ALA has raised $55,000 for Haiti library reconstruction, and $35,000 has already been dispersed to specific building projects. The Bibliothèque Nationale has received $20,000 for a new library in Petit-Goâve, a town that was virtually leveled by the quake. The Haitian foundation FOKAL (Fondation Connaissance et Liberté) has received $10,000, which was used to purchase property for the construction of a new facility for the Centre Culturel Pyepoudre Library in Port-au-Prince. The Bibliothèque Haïtienne des Pères du Saint-Esprit Library received $5,000, which helped construct a temporary facility to house the archives, all of which was salvaged although the building was irreparably damaged. Founded in 1873, Bibliothèque Haïtienne is the oldest library in Haiti and holds resources documenting the nation’s history.

Part of Open Society Foundations funded by philanthropist George Soros, FOKAL recently opened the Darbonne Library in Léogâne, which was at the epicenter of the quake and roughly 90 percent destroyed. “The library stands like an oasis of hope in a devastated community,” said Kniffel. “When I visited, young men were reading at tables, mothers were browsing the collection with their children, the library was staffed and humming.”

FOKAL's philosophy is one of community engagement. Program Director Elizabeth Pierre-Louis said, “If we build it, the community must support it--otherwise it is not sustainable. We support existing efforts.” The neighborhood library in Darbonne charges families $2 a year to become library patrons, which offsets the fact that there are no tax dollars to support the library. Pierre-Louis noted that the small Darbonne library cost some $110,000 to construct. Estimates for what it will cost to build a library adequate to meet the needs of the much larger population of Petit-Goâve run upwards of $300,000. Bibliothèques sans Frontières, a French NGO dedicated to building libraries, takes a similar approach and has opened several libraries.

“The 2010 earthquake shook Haiti to its core, and the extraordinary need for assistance has overwhelmed the country’s leadership,” Kniffel observed. “The first thing you see in Port-au-Prince is miles and miles of “Tent City,” as the temporary housing has come to be known, “where thousands of people live under sheets of plastic, cook in the street and have no provisions for sanitation. Rubble is everywhere; the Palais National stands in ruin.” In the midst of all this, however, the Haitian American Institute, a school and cultural center with some 2,500 students, has broken ground for a new library building. The earthquake destroyed a historic library on the campus, but the collection was salvaged.

“As I visited schools and talked with Haitian librarians and teachers, it became clear how much people value education and understand the library’s potential as a community center for lifelong learning,” said Kniffel. “Representatives of the National Library, which oversees the public library in Petit-Goâve, are eager to rebuild but while they try to raise the money, the library’s already meager collection languishes in cardboard boxes in a leaky room in the local police station.” This same situation exists in several other towns Kniffel visited: “The library was leveled or rendered inoperable, the books dispersed, there is no money to rebuild, and the potential is buried by other priorities.”

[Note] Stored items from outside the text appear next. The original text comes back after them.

use crate::api::openai_api::OpenAiClient;
use crate::auth::{verify_token, AuthError};
use crate::betslip::{generate_betslip, BetslipError};
use crate::config::Config;
use crate::pipeline::{JobRunner, RunError, RunOutcome};
use axum::{
    extract::{rejection::JsonRejection, State},
    http::{header::AUTHORIZATION, HeaderMap, StatusCode},
    response::{IntoResponse, Response},
    routing::{get, post},
    Json, Router,
};
use chrono::Utc;
use serde_json::{json, Value};
use std::path::PathBuf;
use std::sync::Arc;
use tower_http::trace::TraceLayer;
use tracing::{error, info, warn};

/// Everything the handlers need
pub struct AppState {
    pub runner: Arc<JobRunner>,
    pub llm: Option<OpenAiClient>,
    pub data_dir: PathBuf,
    pub jwt_secret: Option<String>,
}

pub type SharedState = Arc<AppState>;

impl AppState {
    pub fn new(runner: Arc<JobRunner>, config: &Config) -> Self {
        Self {
            runner,
            llm: config
                .llm
                .api_key
                .clone()
                .map(|key| OpenAiClient::new(key, &config.llm)),
            data_dir: config.pipeline.data_dir.clone(),
            jwt_secret: config.jwt_secret.clone(),
        }
    }
}

pub fn router(state: SharedState) -> Router {
    Router::new()
        .route("/health", get(health))
        .route("/fetch-data", get(fetch_data))
        .route("/betslip", post(betslip))
        .layer(TraceLayer::new_for_http())
        .with_state(state)
}

fn message(status: StatusCode, text: &str) -> Response {
    (status, Json(json!({ "message": text }))).into_response()
}

impl IntoResponse for AuthError {
    fn into_response(self) -> Response {
        match self {
            AuthError::NotConfigured => {
                error!("JWT_SECRET not set, rejecting authenticated request");
                message(StatusCode::INTERNAL_SERVER_ERROR, "Server error")
            }
            AuthError::MissingToken => message(StatusCode::UNAUTHORIZED, "No token provided"),
            AuthError::InvalidToken(e) => {
                warn!(error = %e, "Rejected bearer token");
                message(StatusCode::UNAUTHORIZED, "Invalid token")
            }
        }
    }
}

impl IntoResponse for BetslipError {
    fn into_response(self) -> Response {
        match &self {
            BetslipError::MissingFixtureIds => message(StatusCode::BAD_REQUEST, &self.to_string()),
            BetslipError::FixturesNotFound(missing) => (
                StatusCode::NOT_FOUND,
                Json(json!({ "message": "Some fixtures not found", "missing": missing })),
            )
                .into_response(),
            BetslipError::NoFixtureData => message(StatusCode::NOT_FOUND, &self.to_string()),
            BetslipError::NotConfigured => {
                message(StatusCode::SERVICE_UNAVAILABLE, &self.to_string())
            }
            BetslipError::InvalidResponse(_) | BetslipError::Other(_) => {
                error!(error = %self, "Error generating betslip");
                (
                    StatusCode::INTERNAL_SERVER_ERROR,
                    Json(json!({ "message": "Error generating betslip", "error": self.to_string() })),
                )
                    .into_response()
            }
        }
    }
}

async fn health() -> impl IntoResponse {
    Json(json!({ "status": "ok" }))
}

/// Run the fetch job now and report how it went. The run happens on its own
/// task and finishes even if the client goes away.
async fn fetch_data(State(state): State<SharedState>) -> Response {
    info!("Manual data fetch triggered");

    let runner = Arc::clone(&state.runner);
    let today = Utc::now().date_naive();
    let result = match tokio::spawn(async move { runner.try_run(today).await }).await {
        Ok(result) => result,
        Err(e) => {
            error!(error = %e, "Data fetch task failed");
            return (
                StatusCode::INTERNAL_SERVER_ERROR,
                Json(json!({ "message": "Error fetching data", "error": e.to_string() })),
            )
                .into_response();
        }
    };

    match result {
        Ok(RunOutcome::NoFixtures) => message(StatusCode::OK, "No fixtures found for the fetch window"),
        Ok(RunOutcome::Completed {
            fixtures,
            domestic,
            international,
            ..
        }) => Json(json!({
            "message": "Data fetched successfully",
            "fixtures": fixtures,
            "domestic": domestic,
            "international": international,
        }))
        .into_response(),
        Err(RunError::AlreadyRunning) => {
            message(StatusCode::CONFLICT, "A data fetch is already running")
        }
        Err(RunError::Failed(e)) => (
            StatusCode::INTERNAL_SERVER_ERROR,
            Json(json!({ "message": "Error fetching data", "error": e.to_string() })),
        )
            .into_response(),
    }
}

/// `fixtureIds` as a list of non-negative integers
fn fixture_ids(body: &Value) -> Option<Vec<u64>> {
    body.get("fixtureIds")?
        .as_array()?
        .iter()
        .map(Value::as_u64)
        .collect()
}

async fn betslip(
    State(state): State<SharedState>,
    headers: HeaderMap,
    body: Result<Json<Value>, JsonRejection>,
) -> Response {
    let auth_header = headers.get(AUTHORIZATION).and_then(|v| v.to_str().ok());
    let claims = match verify_token(auth_header, state.jwt_secret.as_deref()) {
        Ok(claims) => claims,
        Err(e) => return e.into_response(),
    };

    let ids = match body.ok().and_then(|Json(body)| fixture_ids(&body)) {
        Some(ids) if !ids.is_empty() => ids,
        _ => return BetslipError::MissingFixtureIds.into_response(),
    };

    let Some(llm) = state.llm.as_ref() else {
        return BetslipError::NotConfigured.into_response();
    };

    info!(user = claims.id, fixtures = ?ids, "Generating betslip");
    match generate_betslip(llm, &state.data_dir, &ids).await {
        Ok(betslip) => Json(betslip).into_response(),
        Err(e) => e.into_response(),
    }
}
//! Reference images supplied by the user.

use crate::error::{AdGeniusError, Result};
use base64::Engine;
use serde::{Deserialize, Serialize};
use std::path::Path;

/// Fallback MIME type when neither the data URI nor the bytes tell us.
pub const DEFAULT_IMAGE_MIME: &str = "image/png";

/// Image formats recognized by magic bytes.
#[derive(Debug, Clone, Copy, PartialEq, Eq)]
pub enum ImageFormat {
    /// PNG.
    Png,
    /// JPEG.
    Jpeg,
    /// WebP.
    WebP,
}

impl ImageFormat {
    /// Returns the MIME type for this format.
    pub fn mime_type(&self) -> &'static str {
        match self {
            Self::Png => "image/png",
            Self::Jpeg => "image/jpeg",
            Self::WebP => "image/webp",
        }
    }

    /// Detects image format from magic bytes.
    pub fn from_magic_bytes(data: &[u8]) -> Option<Self> {
        // PNG: 89 50 4E 47 0D 0A 1A 0A
        if data.starts_with(&[0x89, 0x50, 0x4E, 0x47, 0x0D, 0x0A, 0x1A, 0x0A]) {
            return Some(Self::Png);
        }

        // JPEG: FF D8 FF
        if data.starts_with(&[0xFF, 0xD8, 0xFF]) {
            return Some(Self::Jpeg);
        }

        // WebP: RIFF....WEBP
        if data.len() >= 12 && data.starts_with(b"RIFF") && &data[8..12] == b"WEBP" {
            return Some(Self::WebP);
        }

        None
    }
}

/// What a reference image depicts.
#[derive(Debug, Clone, Copy, PartialEq, Eq, Hash, Serialize, Deserialize)]
#[serde(rename_all = "lowercase")]
pub enum ImageRole {
    /// Color tone and composition reference.
    Mood,
    /// The person who should appear in the video.
    Talent,
    /// The product being advertised.
    Product,
}

impl ImageRole {
    /// All roles in request order.
    pub const ALL: [ImageRole; 3] = [Self::Mood, Self::Talent, Self::Product];
}

impl std::fmt::Display for ImageRole {
    fn fmt(&self, f: &mut std::fmt::Formatter<'_>) -> std::fmt::Result {
        match self {
            Self::Mood => write!(f, "mood"),
            Self::Talent => write!(f, "talent"),
            Self::Product => write!(f, "product"),
        }
    }
}

/// A data-URI encoded image tagged with its role.
#[derive(Debug, Clone, PartialEq, Eq)]
pub struct ImageAsset {
    role: ImageRole,
    data_uri: String,
}

impl ImageAsset {
    /// Wraps an existing data URI (or bare base64 string).
    pub fn from_data_uri(role: ImageRole, data_uri: impl Into<String>) -> Self {
        Self {
            role,
            data_uri: data_uri.into(),
        }
    }

    /// Encodes raw image bytes as a data URI.
    pub fn from_bytes(role: ImageRole, bytes: &[u8]) -> Self {
        let mime = ImageFormat::from_magic_bytes(bytes)
            .map(|f| f.mime_type())
            .unwrap_or(DEFAULT_IMAGE_MIME);
        let b64 = base64::engine::general_purpose::STANDARD.encode(bytes);
        Self::from_data_uri(role, format!("data:{mime};base64,{b64}"))
    }

    /// Reads an image file.
    pub fn from_path(role: ImageRole, path: impl AsRef<Path>) -> Result<Self> {
        let path = path.as_ref();
        let bytes = std::fs::read(path)?;
        if bytes.is_empty() {
            return Err(AdGeniusError::InvalidRequest(format!(
                "image file is empty: {}",
                path.display()
            )));
        }
        Ok(Self::from_bytes(role, &bytes))
    }

    /// Returns the role of this image.
    pub fn role(&self) -> ImageRole {
        self.role
    }

    /// Returns the full data URI.
    pub fn data_uri(&self) -> &str {
        &self.data_uri
    }

    /// Returns the base64 payload (everything after the first comma).
    pub fn base64_payload(&self) -> &str {
        match self.data_uri.split_once(',') {
            Some((_, payload)) => payload,
            None => &self.data_uri,
        }
    }

    /// Returns the MIME type: data-URI header, then magic bytes, then PNG.
    pub fn mime_type(&self) -> String {
        if let Some(mime) = self
            .data_uri
            .strip_prefix("data:")
            .and_then(|rest| rest.split_once(','))
            .map(|(header, _)| header.split(';').next().unwrap_or_default())
            .filter(|m| !m.is_empty())
        {
            return mime.to_string();
        }

        // Only the first few bytes are needed for detection.
        let head: String = self.base64_payload().chars().take(24).collect();
        base64::engine::general_purpose::STANDARD
            .decode(&head)
            .ok()
            .and_then(|bytes| ImageFormat::from_magic_bytes(&bytes))
            .map(|f| f.mime_type().to_string())
            .unwrap_or_else(|| DEFAULT_IMAGE_MIME.to_string())
    }
}

/// Three independent ordered image lists, one per role.
#[derive(Debug, Clone, Default, PartialEq, Eq)]
pub struct ReferenceImages {
    mood: Vec<ImageAsset>,
    talent: Vec<ImageAsset>,
    product: Vec<ImageAsset>,
}

impl ReferenceImages {
    /// Creates empty lists.
    pub fn new() -> Self {
        Self::default()
    }

    fn list_mut(&mut self, role: ImageRole) -> &mut Vec<ImageAsset> {
        match role {
            ImageRole::Mood => &mut self.mood,
            ImageRole::Talent => &mut self.talent,
            ImageRole::Product => &mut self.product,
        }
    }

    /// Returns the images for one role, in upload order.
    pub fn get(&self, role: ImageRole) -> &[ImageAsset] {
        match role {
            ImageRole::Mood => &self.mood,
            ImageRole::Talent => &self.talent,
            ImageRole::Product => &self.product,
        }
    }

    /// Appends an image to the list for its role.
    pub fn add(&mut self, asset: ImageAsset) {
        self.list_mut(asset.role()).push(asset);
    }

    /// Removes the image at `index` from a role's list.
    pub fn remove(&mut self, role: ImageRole, index: usize) -> Option<ImageAsset> {
        let list = self.list_mut(role);
        (index < list.len()).then(|| list.remove(index))
    }

    /// Returns every image: mood, then talent, then product.
    pub fn all(&self) -> Vec<&ImageAsset> {
        ImageRole::ALL
            .iter()
            .flat_map(|role| self.get(*role))
            .collect()
    }

    /// Total number of images across roles.
    pub fn len(&self) -> usize {
        self.mood.len() + self.talent.len() + self.product.len()
    }

    /// Returns true when no image has been added.
    pub fn is_empty(&self) -> bool {
        self.len() == 0
    }

    /// Data URIs for one role, for history snapshots.
    pub fn data_uris(&self, role: ImageRole) -> Vec<String> {
        self.get(role)
            .iter()
            .map(|a| a.data_uri().to_string())
            .collect()
    }
}

#[cfg(test)]
mod tests {
    use super::*;

    const PNG: [u8; 12] = [0x89, 0x50, 0x4E, 0x47, 0x0D, 0x0A, 0x1A, 0x0A, 0, 0, 0, 0];
    const JPEG: [u8; 12] = [0xFF, 0xD8, 0xFF, 0xE0, 0, 0, 0, 0, 0, 0, 0, 0];

    #[test]
    fn test_magic_bytes() {
        assert_eq!(ImageFormat::from_magic_bytes(&PNG), Some(ImageFormat::Png));
        assert_eq!(ImageFormat::from_magic_bytes(&JPEG), Some(ImageFormat::Jpeg));
        assert_eq!(
            ImageFormat::from_magic_bytes(b"RIFF\0\0\0\0WEBPVP8 "),
            Some(ImageFormat::WebP)
        );
        assert_eq!(ImageFormat::from_magic_bytes(&[0, 1, 2]), None);
    }

    #[test]
    fn test_from_bytes_builds_data_uri() {
        let asset = ImageAsset::from_bytes(ImageRole::Product, &JPEG);
        assert!(asset.data_uri().starts_with("data:image/jpeg;base64,"));
        assert_eq!(asset.mime_type(), "image/jpeg");
        assert_eq!(asset.role(), ImageRole::Product);

        let decoded = base64::engine::general_purpose::STANDARD
            .decode(asset.base64_payload())
            .unwrap();
        assert_eq!(decoded, JPEG);
    }

    #[test]
    fn test_bare_base64_payload_and_mime() {
        let b64 = base64::engine::general_purpose::STANDARD.encode(PNG);
        let asset = ImageAsset::from_data_uri(ImageRole::Mood, b64.clone());
        assert_eq!(asset.base64_payload(), b64);
        assert_eq!(asset.mime_type(), "image/png");

        let unknown = ImageAsset::from_data_uri(ImageRole::Mood, "AAECAw==");
        assert_eq!(unknown.mime_type(), DEFAULT_IMAGE_MIME);
    }

    #[test]
    fn test_data_uri_header_wins() {
        let asset = ImageAsset::from_data_uri(ImageRole::Talent, "data:image/webp;base64,AAAA");
        assert_eq!(asset.mime_type(), "image/webp");
        assert_eq!(asset.base64_payload(), "AAAA");
    }

    #[test]
    fn test_from_path() {
        let dir = tempfile::tempdir().unwrap();
        let path = dir.path().join("shot.png");
        std::fs::write(&path, PNG).unwrap();
        let asset = ImageAsset::from_path(ImageRole::Mood, &path).unwrap();
        assert_eq!(asset.mime_type(), "image/png");

        let empty = dir.path().join("empty.png");
        std::fs::write(&empty, b"").unwrap();
        assert!(ImageAsset::from_path(ImageRole::Mood, &empty).is_err());
    }

    #[test]
    fn test_reference_images_order_and_removal() {
        let mut images = ReferenceImages::new();
        images.add(ImageAsset::from_data_uri(ImageRole::Product, "p1"));
        images.add(ImageAsset::from_data_uri(ImageRole::Mood, "m1"));
        images.add(ImageAsset::from_data_uri(ImageRole::Talent, "t1"));
        images.add(ImageAsset::from_data_uri(ImageRole::Mood, "m2"));

        let order: Vec<&str> = images.all().iter().map(|a| a.data_uri()).collect();
        assert_eq!(order, vec!["m1", "m2", "t1", "p1"]);
        assert_eq!(images.len(), 4);

        let removed = images.remove(ImageRole::Mood, 0).unwrap();
        assert_eq!(removed.data_uri(), "m1");
        assert!(images.remove(ImageRole::Mood, 5).is_none());
        assert_eq!(images.data_uris(ImageRole::Mood), vec!["m2".to_string()]);
        assert!(!images.is_empty());
    }
}
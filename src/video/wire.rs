//! Veo REST wire format (Gemini Developer API).

use crate::assets::ImageAsset;
use crate::config::AspectRatio;
use crate::error::AdGeniusError;
use crate::google;
use crate::video::types::{VeoModel, VideoRequest};
use serde::{Deserialize, Serialize};

/// Resolution requested for every video.
pub const RESOLUTION: &str = "720p";

/// Maximum number of asset reference images Veo accepts.
pub const MAX_REFERENCE_IMAGES: usize = 3;

/// Reference type tag for asset references.
pub const REFERENCE_TYPE_ASSET: &str = "asset";

/// Body of a `predictLongRunning` call.
#[derive(Debug, Clone, Serialize)]
#[serde(rename_all = "camelCase")]
pub struct VeoRequest {
    /// Exactly one instance.
    pub instances: Vec<VeoInstance>,
    /// Generation parameters.
    pub parameters: VeoParameters,
}

/// Inline data wrapper (`{"inlineData": {"mimeType": "...", "data": "..."}}`).
#[derive(Debug, Clone, Serialize)]
#[serde(rename_all = "camelCase")]
pub struct VeoInlineData {
    /// MIME type of the payload.
    pub mime_type: String,
    /// Base64 payload.
    pub data: String,
}

/// Media payload wrapping `inlineData`.
#[derive(Debug, Clone, Serialize)]
#[serde(rename_all = "camelCase")]
pub struct VeoMediaData {
    /// The inline payload.
    pub inline_data: VeoInlineData,
}

impl VeoMediaData {
    fn from_asset(asset: &ImageAsset) -> Self {
        Self {
            inline_data: VeoInlineData {
                mime_type: asset.mime_type(),
                data: asset.base64_payload().to_string(),
            },
        }
    }
}

/// A reference image entry for `parameters.referenceImages[]`.
#[derive(Debug, Clone, Serialize)]
#[serde(rename_all = "camelCase")]
pub struct VeoReferenceImage {
    /// The image.
    pub image: VeoMediaData,
    /// Always `"asset"`.
    pub reference_type: String,
}

/// The prompt and optional start image.
#[derive(Debug, Clone, Serialize)]
#[serde(rename_all = "camelCase")]
pub struct VeoInstance {
    /// Video prompt.
    pub prompt: String,
    /// Single embedded image, used when exactly one image was supplied.
    #[serde(skip_serializing_if = "Option::is_none")]
    pub image: Option<VeoMediaData>,
}

/// Generation parameters.
#[derive(Debug, Clone, Serialize)]
#[serde(rename_all = "camelCase")]
pub struct VeoParameters {
    /// "16:9" or "9:16".
    pub aspect_ratio: String,
    /// Always [`RESOLUTION`].
    pub resolution: String,
    /// Always 1.
    pub number_of_videos: u32,
    /// Asset references, used when more than one image was supplied.
    #[serde(skip_serializing_if = "Option::is_none")]
    pub reference_images: Option<Vec<VeoReferenceImage>>,
}

impl VeoRequest {
    /// Builds the wire request and picks the model variant.
    ///
    /// One image becomes the instance image. Several images become up to
    /// [`MAX_REFERENCE_IMAGES`] asset references on the multi-reference
    /// model, which only accepts 16:9.
    pub fn from_request(req: &VideoRequest) -> (VeoModel, Self) {
        let model = VeoModel::for_image_count(req.images.len());
        let multi_reference = model == VeoModel::Veo31Preview;

        let image = match req.images.as_slice() {
            [only] => Some(VeoMediaData::from_asset(only)),
            _ => None,
        };

        let reference_images = multi_reference.then(|| {
            req.images
                .iter()
                .take(MAX_REFERENCE_IMAGES)
                .map(|asset| VeoReferenceImage {
                    image: VeoMediaData::from_asset(asset),
                    reference_type: REFERENCE_TYPE_ASSET.to_string(),
                })
                .collect()
        });

        let aspect_ratio = if multi_reference {
            AspectRatio::Landscape
        } else {
            req.aspect_ratio
        };

        let body = Self {
            instances: vec![VeoInstance {
                prompt: req.prompt.clone(),
                image,
            }],
            parameters: VeoParameters {
                aspect_ratio: aspect_ratio.as_str().to_string(),
                resolution: RESOLUTION.to_string(),
                number_of_videos: 1,
                reference_images,
            },
        };
        (model, body)
    }
}

/// A long-running operation as returned by submit and status calls.
#[derive(Debug, Clone, Deserialize)]
pub struct VeoOperation {
    /// Operation handle, e.g. `models/veo.../operations/abc`.
    pub name: String,
    /// True once the job finished, successfully or not.
    #[serde(default)]
    pub done: Option<bool>,
    /// Result payload on success.
    #[serde(default)]
    pub response: Option<VeoVideoResponse>,
    /// Failure payload.
    #[serde(default)]
    pub error: Option<VeoOperationError>,
}

/// Operation result payload.
#[derive(Debug, Clone, Deserialize)]
#[serde(rename_all = "camelCase")]
pub struct VeoVideoResponse {
    /// Generated samples wrapper.
    #[serde(default)]
    pub generate_video_response: Option<VeoGenerateVideoResponse>,
}

/// Generated samples and safety filtering info.
#[derive(Debug, Clone, Deserialize)]
#[serde(rename_all = "camelCase")]
pub struct VeoGenerateVideoResponse {
    /// Generated videos.
    #[serde(default)]
    pub generated_samples: Option<Vec<VeoGeneratedSample>>,
    /// Number of outputs removed by safety filters.
    #[serde(default)]
    pub rai_media_filtered_count: Option<u32>,
}

/// One generated video.
#[derive(Debug, Clone, Deserialize)]
pub struct VeoGeneratedSample {
    /// Video location.
    #[serde(default)]
    pub video: Option<VeoVideo>,
}

/// Video location.
#[derive(Debug, Clone, Deserialize)]
pub struct VeoVideo {
    /// Download URI.
    #[serde(default)]
    pub uri: Option<String>,
}

/// `google.rpc.Status` of a failed operation.
#[derive(Debug, Clone, Deserialize)]
pub struct VeoOperationError {
    /// `google.rpc.Code` value.
    #[serde(default)]
    pub code: Option<i32>,
    /// Human-readable message.
    #[serde(default)]
    pub message: Option<String>,
}

/// Where an operation stands after a status check.
#[derive(Debug)]
pub enum OperationState {
    /// Still running.
    Pending,
    /// Finished with a download URI.
    Done(String),
    /// Finished (or aborted) with an error.
    Failed(AdGeniusError),
}

impl VeoOperation {
    /// Returns true if the operation has finished.
    pub fn is_done(&self) -> bool {
        self.done.unwrap_or(false)
    }

    /// Classifies this operation, consuming it.
    pub fn into_state(self) -> OperationState {
        if let Some(err) = self.error {
            return OperationState::Failed(google::operation_error(err.code, err.message));
        }
        if !self.done.unwrap_or(false) {
            return OperationState::Pending;
        }

        let gen_resp = self.response.and_then(|r| r.generate_video_response);
        let Some(gen_resp) = gen_resp else {
            return OperationState::Failed(AdGeniusError::VideoNotFound);
        };

        if gen_resp.rai_media_filtered_count.unwrap_or(0) > 0
            && gen_resp
                .generated_samples
                .as_ref()
                .is_none_or(|s| s.is_empty())
        {
            return OperationState::Failed(AdGeniusError::ContentBlocked(
                "Video was filtered by Veo safety filters".into(),
            ));
        }

        gen_resp
            .generated_samples
            .and_then(|samples| samples.into_iter().next())
            .and_then(|sample| sample.video)
            .and_then(|video| video.uri)
            .map(OperationState::Done)
            .unwrap_or(OperationState::Failed(AdGeniusError::VideoNotFound))
    }
}
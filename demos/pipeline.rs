//! End-to-end ad generation: brief, prompt, video, history.
//!
//! Run with: `cargo run --example pipeline -- path/to/product.png`
//!
//! Requires `GOOGLE_API_KEY` for a billing-enabled project.

use adgenius::{AspectRatio, ImageAsset, ImageRole, PromptConfig, Settings, Studio};

#[tokio::main]
async fn main() -> adgenius::Result<()> {
    let settings = Settings::from_env()?;
    let mut studio = Studio::from_settings(&settings).await?;

    studio.set_config(
        PromptConfig::new("Kopi Senja")
            .with_target_audience("Young urban professionals")
            .with_duration_secs(10)
            .with_storyboard("Pour shot, steam rising, first sip at golden hour"),
    );
    if let Some(path) = std::env::args().nth(1) {
        studio.add_image(ImageAsset::from_path(ImageRole::Product, path)?);
    }
    studio.set_aspect_ratio(AspectRatio::Portrait);

    println!("Writing prompt...");
    println!("{}\n", studio.generate_prompt().await?);

    println!("Generating video (this may take a few minutes)...");
    let entry = studio
        .create_video(|state| println!("[{:>3}%] {}", state.progress, state.message))
        .await?;

    println!(
        "Saved {} ({} entries in history)",
        entry.video_url.as_deref().unwrap_or_default(),
        studio.history().len()
    );

    Ok(())
}
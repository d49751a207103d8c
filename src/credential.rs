//! Credential check and selection, injected into the studio.

use crate::error::{AdGeniusError, Result};
use async_trait::async_trait;

/// Host capability that knows whether an API credential has been chosen.
#[async_trait]
pub trait CredentialProvider: Send + Sync {
    /// Returns true if a credential is currently selected.
    async fn has_credential(&self) -> Result<bool>;

    /// Asks the user (or host) to select a credential.
    async fn select_credential(&self) -> Result<()>;
}

/// Credential backed by the `GOOGLE_API_KEY` / `API_KEY` environment variables.
///
/// Selection cannot prompt from inside the library, so it re-reads the
/// environment and fails with a hint when no key is present.
#[derive(Debug, Clone, Default)]
pub struct EnvCredentials;

#[async_trait]
impl CredentialProvider for EnvCredentials {
    async fn has_credential(&self) -> Result<bool> {
        Ok(crate::google::resolve_api_key(None).is_some())
    }

    async fn select_credential(&self) -> Result<()> {
        if crate::google::resolve_api_key(None).is_some() {
            return Ok(());
        }
        Err(AdGeniusError::Auth(
            "no API key selected: set GOOGLE_API_KEY to a key from a billing-enabled project"
                .into(),
        ))
    }
}

/// Credential with a fixed answer, for embedding hosts that manage keys
/// themselves.
#[derive(Debug, Clone)]
pub struct StaticCredentials {
    selected: bool,
}

impl StaticCredentials {
    /// A credential that is always selected.
    pub fn selected() -> Self {
        Self { selected: true }
    }

    /// A credential that is never selected and cannot be selected.
    pub fn missing() -> Self {
        Self { selected: false }
    }
}

#[async_trait]
impl CredentialProvider for StaticCredentials {
    async fn has_credential(&self) -> Result<bool> {
        Ok(self.selected)
    }

    async fn select_credential(&self) -> Result<()> {
        if self.selected {
            Ok(())
        } else {
            Err(AdGeniusError::Auth("credential selection is unavailable".into()))
        }
    }
}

During the trip, Kniffel met with Jean Midley Joseph, director of the library in Petit-Goâve and with teachers at the town’s elementary school, where he conducted a library story hour with a class of 1st-graders. “The earthquake is already ancient history to a 5-year-old,” he noted. “The children are so eager, so engaged and responsive. They are Haiti’s future, and American librarians and library lovers can have a profound effect on that future.”

Michael Dowling of the ALA International Relations Office leads the Association’s efforts in Haiti, and Deborah Lazar, a librarian in the New Trier High School in Northfield, Ill., is also raising money for Haiti Library Relief and for a private school in Petit-Goâve that is already rising from the rubble. “When I visited the building project,” said Kniffel, “about a dozen workers were mixing cement, laying blocks and digging a septic tank and trenches for pipes for a sanitation system. The school is going up.”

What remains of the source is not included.